Exercise description: Locate the string "encoder" in the records below. Copy every line where it occurs.

Data:

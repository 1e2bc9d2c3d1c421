//! In-memory note model shared by the CSV parser, the MIDI encoder and the
//! validators.
//!
//! A transcription is a flat, onset-ordered `Vec<Note>`. The legato/slur
//! relation between notes is stored as indices into that vector, so a
//! sequence owns all of its notes and stays plain data.

use crate::error::{DatasetError, Result};
use serde::{Deserialize, Serialize};

/// Whether a note is structurally significant or ornamental
#[derive(Debug, Clone, Copy, PartialEq, Eq, Hash, Serialize, Deserialize)]
#[serde(rename_all = "snake_case")]
pub enum Significance {
    Essential,
    /// Ornament or ghost note
    NonEssential,
}

impl Significance {
    /// Parse the `essential` column: `1`/`0` in any numeric spelling, or
    /// `true`/`false`, `yes`/`no`
    pub fn parse(raw: &str) -> Option<Self> {
        let raw = raw.trim().to_ascii_lowercase();
        match raw.as_str() {
            "true" | "yes" => return Some(Significance::Essential),
            "false" | "no" => return Some(Significance::NonEssential),
            _ => {}
        }
        match raw.parse::<f64>() {
            Ok(v) if v == 1.0 => Some(Significance::Essential),
            Ok(v) if v == 0.0 => Some(Significance::NonEssential),
            _ => None,
        }
    }

    pub fn is_essential(&self) -> bool {
        matches!(self, Significance::Essential)
    }
}

/// Metrical position fields, carried through unchanged
#[derive(Debug, Clone, Default, PartialEq, Serialize, Deserialize)]
pub struct MetricalPosition {
    pub bar: String,
    pub upmeter: String,
    pub lowmeter: String,
    pub offmeter: String,
}

/// Cross-reference indices into other annotation files, opaque to the encoder
#[derive(Debug, Clone, Default, PartialEq, Serialize, Deserialize)]
pub struct AlignmentRefs {
    pub alignidx: String,
    pub file1idx: String,
    pub file2idx: String,
    pub metralign: String,
}

/// One transcribed note event
#[derive(Debug, Clone, PartialEq, Serialize, Deserialize)]
pub struct Note {
    /// Start time in seconds
    pub onset: f64,
    /// End time in seconds
    pub offset: f64,
    /// Pitch at onset on the MIDI scale, sub-semitone precision
    pub onpitch: f64,
    /// Pitch at offset (glide/drift within the note)
    pub offpitch: f64,
    pub significance: Significance,
    pub metrical: MetricalPosition,
    pub notetype: String,
    pub alignment: AlignmentRefs,
    /// Index of the preceding note in a legato chain
    pub previous: Option<usize>,
    /// Index of the following note in a legato chain
    pub next: Option<usize>,
}

impl Note {
    /// Plain essential note without metadata or links
    pub fn new(onset: f64, offset: f64, pitch: f64) -> Self {
        Self {
            onset,
            offset,
            onpitch: pitch,
            offpitch: pitch,
            significance: Significance::Essential,
            metrical: MetricalPosition::default(),
            notetype: String::new(),
            alignment: AlignmentRefs::default(),
            previous: None,
            next: None,
        }
    }

    pub fn duration(&self) -> f64 {
        self.offset - self.onset
    }

    pub fn is_essential(&self) -> bool {
        self.significance.is_essential()
    }
}

/// Note selection policy applied before encoding
#[derive(Debug, Clone, Copy, PartialEq, Eq, Default, Serialize, Deserialize)]
#[serde(rename_all = "snake_case")]
pub enum NoteFilter {
    /// Every note, ornaments included
    #[default]
    All,
    EssentialOnly,
}

impl NoteFilter {
    pub fn accepts(&self, note: &Note) -> bool {
        match self {
            NoteFilter::All => true,
            NoteFilter::EssentialOnly => note.is_essential(),
        }
    }
}

/// Owned, indexable note sequence
#[derive(Debug, Clone, Default, PartialEq, Serialize, Deserialize)]
pub struct NoteSequence {
    notes: Vec<Note>,
}

impl NoteSequence {
    pub fn new(notes: Vec<Note>) -> Self {
        Self { notes }
    }

    pub fn len(&self) -> usize {
        self.notes.len()
    }

    pub fn is_empty(&self) -> bool {
        self.notes.is_empty()
    }

    pub fn get(&self, index: usize) -> Option<&Note> {
        self.notes.get(index)
    }

    pub fn iter(&self) -> std::slice::Iter<'_, Note> {
        self.notes.iter()
    }

    pub fn notes(&self) -> &[Note] {
        &self.notes
    }

    pub fn into_notes(self) -> Vec<Note> {
        self.notes
    }

    /// Index of the first note whose onset precedes its predecessor's
    pub fn first_unordered(&self) -> Option<usize> {
        self.notes
            .windows(2)
            .position(|pair| pair[1].onset < pair[0].onset)
            .map(|i| i + 1)
    }

    /// Check the invariants the encoder relies on: finite times,
    /// `offset > onset`, non-decreasing onsets and consistent links.
    pub fn validate(&self) -> Result<()> {
        for (i, note) in self.notes.iter().enumerate() {
            if !(note.onset.is_finite() && note.offset.is_finite()) {
                return Err(DatasetError::MalformedSequence(format!(
                    "note {} has non-finite timing",
                    i
                )));
            }
            if note.onset < 0.0 {
                return Err(DatasetError::MalformedSequence(format!(
                    "note {} has negative onset {}",
                    i, note.onset
                )));
            }
            if note.offset <= note.onset {
                return Err(DatasetError::MalformedSequence(format!(
                    "note {} has offset {} <= onset {}",
                    i, note.offset, note.onset
                )));
            }
        }

        if let Some(i) = self.first_unordered() {
            return Err(DatasetError::MalformedSequence(format!(
                "onset of note {} ({}) precedes onset of note {} ({})",
                i,
                self.notes[i].onset,
                i - 1,
                self.notes[i - 1].onset
            )));
        }

        self.validate_links()
    }

    fn validate_links(&self) -> Result<()> {
        let len = self.notes.len();
        for (i, note) in self.notes.iter().enumerate() {
            if let Some(j) = note.next {
                if j >= len || j == i {
                    return Err(DatasetError::MalformedSequence(format!(
                        "note {} links next to invalid index {}",
                        i, j
                    )));
                }
                if self.notes[j].previous != Some(i) {
                    return Err(DatasetError::MalformedSequence(format!(
                        "note {} links next to {} but {} does not link back",
                        i, j, j
                    )));
                }
            }
            if let Some(j) = note.previous {
                if j >= len || j == i {
                    return Err(DatasetError::MalformedSequence(format!(
                        "note {} links previous to invalid index {}",
                        i, j
                    )));
                }
                if self.notes[j].next != Some(i) {
                    return Err(DatasetError::MalformedSequence(format!(
                        "note {} links previous to {} but {} does not link forward",
                        i, j, j
                    )));
                }
            }
        }
        Ok(())
    }

    /// Follow `next` links from `start`, returning the visited indices.
    ///
    /// Stops at the first repeated index so a corrupt chain cannot loop.
    pub fn chain(&self, start: usize) -> Vec<usize> {
        let mut visited = Vec::new();
        let mut current = Some(start);
        while let Some(i) = current {
            if i >= self.notes.len() || visited.contains(&i) {
                break;
            }
            visited.push(i);
            current = self.notes[i].next;
        }
        visited
    }

    /// Keep the notes accepted by `keep`, remapping links onto the new
    /// indices. Links to dropped notes are cut, not bridged.
    pub fn filter<F>(&self, keep: F) -> NoteSequence
    where
        F: Fn(&Note) -> bool,
    {
        let mut remap = vec![None; self.notes.len()];
        let mut kept = Vec::new();
        for (i, note) in self.notes.iter().enumerate() {
            if keep(note) {
                remap[i] = Some(kept.len());
                kept.push(note.clone());
            }
        }
        for note in &mut kept {
            note.previous = note.previous.and_then(|j| remap.get(j).copied().flatten());
            note.next = note.next.and_then(|j| remap.get(j).copied().flatten());
        }
        NoteSequence::new(kept)
    }
}

impl<'a> IntoIterator for &'a NoteSequence {
    type Item = &'a Note;
    type IntoIter = std::slice::Iter<'a, Note>;

    fn into_iter(self) -> Self::IntoIter {
        self.notes.iter()
    }
}

#[cfg(test)]
mod tests {
    use super::*;

    fn linked(pairs: &[(f64, f64)]) -> NoteSequence {
        let n = pairs.len();
        let notes = pairs
            .iter()
            .enumerate()
            .map(|(i, &(on, off))| {
                let mut note = Note::new(on, off, 60.0);
                note.previous = if i > 0 { Some(i - 1) } else { None };
                note.next = if i + 1 < n { Some(i + 1) } else { None };
                note
            })
            .collect();
        NoteSequence::new(notes)
    }

    #[test]
    fn test_significance_parse() {
        assert_eq!(Significance::parse("1.0"), Some(Significance::Essential));
        assert_eq!(Significance::parse(" TRUE "), Some(Significance::Essential));
        assert_eq!(Significance::parse("0"), Some(Significance::NonEssential));
        assert_eq!(Significance::parse("0.00"), Some(Significance::NonEssential));
        assert_eq!(Significance::parse("0.5"), None);
        assert_eq!(Significance::parse("maybe"), None);
    }

    #[test]
    fn test_valid_linked_sequence() {
        let seq = linked(&[(0.0, 0.5), (0.5, 1.0), (1.0, 1.5)]);
        assert!(seq.validate().is_ok());
        assert_eq!(seq.chain(0), vec![0, 1, 2]);
    }

    #[test]
    fn test_equal_onsets_are_ordered() {
        let seq = NoteSequence::new(vec![Note::new(1.0, 2.0, 60.0), Note::new(1.0, 1.5, 64.0)]);
        assert_eq!(seq.first_unordered(), None);
        assert!(seq.validate().is_ok());
    }

    #[test]
    fn test_non_monotonic_onsets_rejected() {
        let seq = NoteSequence::new(vec![Note::new(1.0, 2.0, 60.0), Note::new(0.5, 1.5, 64.0)]);
        assert_eq!(seq.first_unordered(), Some(1));
        assert!(matches!(seq.validate(), Err(DatasetError::MalformedSequence(_))));
    }

    #[test]
    fn test_zero_length_note_rejected() {
        let seq = NoteSequence::new(vec![Note::new(1.0, 1.0, 60.0)]);
        assert!(matches!(seq.validate(), Err(DatasetError::MalformedSequence(_))));
    }

    #[test]
    fn test_inconsistent_links_rejected() {
        let mut notes = vec![Note::new(0.0, 1.0, 60.0), Note::new(1.0, 2.0, 62.0)];
        notes[0].next = Some(1);
        let seq = NoteSequence::new(notes);
        assert!(matches!(seq.validate(), Err(DatasetError::MalformedSequence(_))));
    }

    #[test]
    fn test_chain_stops_on_cycle() {
        let mut notes = vec![Note::new(0.0, 1.0, 60.0), Note::new(1.0, 2.0, 62.0)];
        notes[0].next = Some(1);
        notes[1].next = Some(0);
        let seq = NoteSequence::new(notes);
        assert_eq!(seq.chain(0), vec![0, 1]);
    }

    #[test]
    fn test_filter_cuts_links_to_removed_notes() {
        let mut seq = linked(&[(0.0, 0.5), (0.5, 1.0), (1.0, 1.5)]).into_notes();
        seq[1].significance = Significance::NonEssential;
        let seq = NoteSequence::new(seq);

        let filtered = seq.filter(|n| NoteFilter::EssentialOnly.accepts(n));
        assert_eq!(filtered.len(), 2);
        assert_eq!(filtered.notes()[0].next, None);
        assert_eq!(filtered.notes()[1].previous, None);
        assert!(filtered.validate().is_ok());
    }
}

Result of this task:
//! In-memory note model shared by the CSV parser, the MIDI encoder and the
/// Cross-reference indices into other annotation files, opaque to the encoder
    /// Check the invariants the encoder relies on: finite times,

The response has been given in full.